Search term "KeyedSource": please copy every line of the records below that contains it.

_RECORDS FOR THIS TASK_
· · ·
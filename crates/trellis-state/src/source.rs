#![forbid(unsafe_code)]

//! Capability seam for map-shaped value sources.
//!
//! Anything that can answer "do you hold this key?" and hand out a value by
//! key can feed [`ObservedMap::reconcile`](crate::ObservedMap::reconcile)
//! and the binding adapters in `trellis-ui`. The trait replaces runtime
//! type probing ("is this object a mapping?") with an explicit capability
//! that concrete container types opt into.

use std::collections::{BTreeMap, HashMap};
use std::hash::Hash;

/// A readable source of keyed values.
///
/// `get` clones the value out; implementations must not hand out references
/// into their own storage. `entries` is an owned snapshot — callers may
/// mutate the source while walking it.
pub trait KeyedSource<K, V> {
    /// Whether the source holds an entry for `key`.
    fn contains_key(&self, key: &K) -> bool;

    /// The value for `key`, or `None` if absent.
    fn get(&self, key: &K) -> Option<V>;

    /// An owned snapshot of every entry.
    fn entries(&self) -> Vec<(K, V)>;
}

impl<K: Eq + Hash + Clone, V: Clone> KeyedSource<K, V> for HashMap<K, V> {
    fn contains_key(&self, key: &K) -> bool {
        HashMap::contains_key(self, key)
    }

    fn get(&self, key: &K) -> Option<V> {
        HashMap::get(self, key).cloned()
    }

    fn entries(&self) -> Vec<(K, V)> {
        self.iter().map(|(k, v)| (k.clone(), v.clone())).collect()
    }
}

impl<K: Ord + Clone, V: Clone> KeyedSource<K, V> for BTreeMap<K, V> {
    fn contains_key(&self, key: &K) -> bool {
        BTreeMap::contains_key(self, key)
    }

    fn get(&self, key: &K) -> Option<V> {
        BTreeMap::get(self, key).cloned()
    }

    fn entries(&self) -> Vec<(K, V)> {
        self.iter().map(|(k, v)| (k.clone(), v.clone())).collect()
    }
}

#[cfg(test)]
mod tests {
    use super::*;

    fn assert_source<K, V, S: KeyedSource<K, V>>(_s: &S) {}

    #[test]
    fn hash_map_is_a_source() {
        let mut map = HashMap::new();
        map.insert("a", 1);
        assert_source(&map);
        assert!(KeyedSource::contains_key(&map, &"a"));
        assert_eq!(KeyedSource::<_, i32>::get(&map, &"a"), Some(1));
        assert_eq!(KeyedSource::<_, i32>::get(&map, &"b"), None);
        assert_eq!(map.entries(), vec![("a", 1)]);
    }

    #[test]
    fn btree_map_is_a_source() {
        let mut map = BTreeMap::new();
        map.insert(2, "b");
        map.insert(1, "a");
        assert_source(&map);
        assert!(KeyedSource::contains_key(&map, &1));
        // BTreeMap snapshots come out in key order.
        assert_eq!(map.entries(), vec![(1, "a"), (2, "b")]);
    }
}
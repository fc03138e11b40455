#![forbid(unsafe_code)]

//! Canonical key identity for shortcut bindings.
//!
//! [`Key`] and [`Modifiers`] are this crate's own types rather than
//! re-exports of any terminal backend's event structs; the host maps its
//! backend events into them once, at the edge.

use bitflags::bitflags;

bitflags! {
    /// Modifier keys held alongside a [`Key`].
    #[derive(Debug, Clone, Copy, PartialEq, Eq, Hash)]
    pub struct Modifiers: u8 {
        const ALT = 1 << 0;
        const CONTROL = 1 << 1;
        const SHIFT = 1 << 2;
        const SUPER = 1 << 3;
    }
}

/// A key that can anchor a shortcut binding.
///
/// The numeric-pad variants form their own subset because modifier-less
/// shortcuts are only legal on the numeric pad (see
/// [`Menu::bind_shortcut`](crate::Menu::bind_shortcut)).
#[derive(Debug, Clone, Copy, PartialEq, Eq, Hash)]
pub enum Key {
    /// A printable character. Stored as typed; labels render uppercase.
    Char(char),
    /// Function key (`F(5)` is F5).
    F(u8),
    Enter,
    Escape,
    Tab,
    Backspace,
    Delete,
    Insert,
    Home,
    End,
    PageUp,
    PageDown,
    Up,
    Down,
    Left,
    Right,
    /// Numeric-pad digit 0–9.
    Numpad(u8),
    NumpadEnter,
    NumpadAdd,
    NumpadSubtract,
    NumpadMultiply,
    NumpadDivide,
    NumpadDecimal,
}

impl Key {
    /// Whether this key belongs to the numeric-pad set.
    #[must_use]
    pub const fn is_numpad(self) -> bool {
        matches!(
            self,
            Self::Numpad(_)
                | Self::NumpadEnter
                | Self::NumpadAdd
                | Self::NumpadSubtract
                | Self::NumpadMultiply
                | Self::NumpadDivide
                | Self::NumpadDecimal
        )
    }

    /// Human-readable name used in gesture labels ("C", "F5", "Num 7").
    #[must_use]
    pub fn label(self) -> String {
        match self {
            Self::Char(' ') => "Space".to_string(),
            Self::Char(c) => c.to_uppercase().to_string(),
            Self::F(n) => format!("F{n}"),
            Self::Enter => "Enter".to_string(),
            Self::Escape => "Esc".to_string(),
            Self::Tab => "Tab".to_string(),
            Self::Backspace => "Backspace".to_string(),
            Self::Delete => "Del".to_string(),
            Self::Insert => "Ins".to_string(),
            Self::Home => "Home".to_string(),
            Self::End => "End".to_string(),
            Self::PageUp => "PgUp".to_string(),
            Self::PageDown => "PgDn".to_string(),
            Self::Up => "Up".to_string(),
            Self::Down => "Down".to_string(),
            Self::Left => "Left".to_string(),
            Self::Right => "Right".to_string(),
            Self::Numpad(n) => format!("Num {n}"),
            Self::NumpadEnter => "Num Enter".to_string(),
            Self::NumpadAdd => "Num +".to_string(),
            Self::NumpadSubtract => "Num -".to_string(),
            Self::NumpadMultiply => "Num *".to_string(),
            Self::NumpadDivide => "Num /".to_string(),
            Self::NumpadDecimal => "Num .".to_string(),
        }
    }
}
· · ·
_ANSWER SPACE_
pub trait KeyedSource<K, V> {
impl<K: Eq + Hash + Clone, V: Clone> KeyedSource<K, V> for HashMap<K, V> {
impl<K: Ord + Clone, V: Clone> KeyedSource<K, V> for BTreeMap<K, V> {
    fn assert_source<K, V, S: KeyedSource<K, V>>(_s: &S) {}
        assert!(KeyedSource::contains_key(&map, &"a"));
        assert_eq!(KeyedSource::<_, i32>::get(&map, &"a"), Some(1));
        assert_eq!(KeyedSource::<_, i32>::get(&map, &"b"), None);
        assert!(KeyedSource::contains_key(&map, &1));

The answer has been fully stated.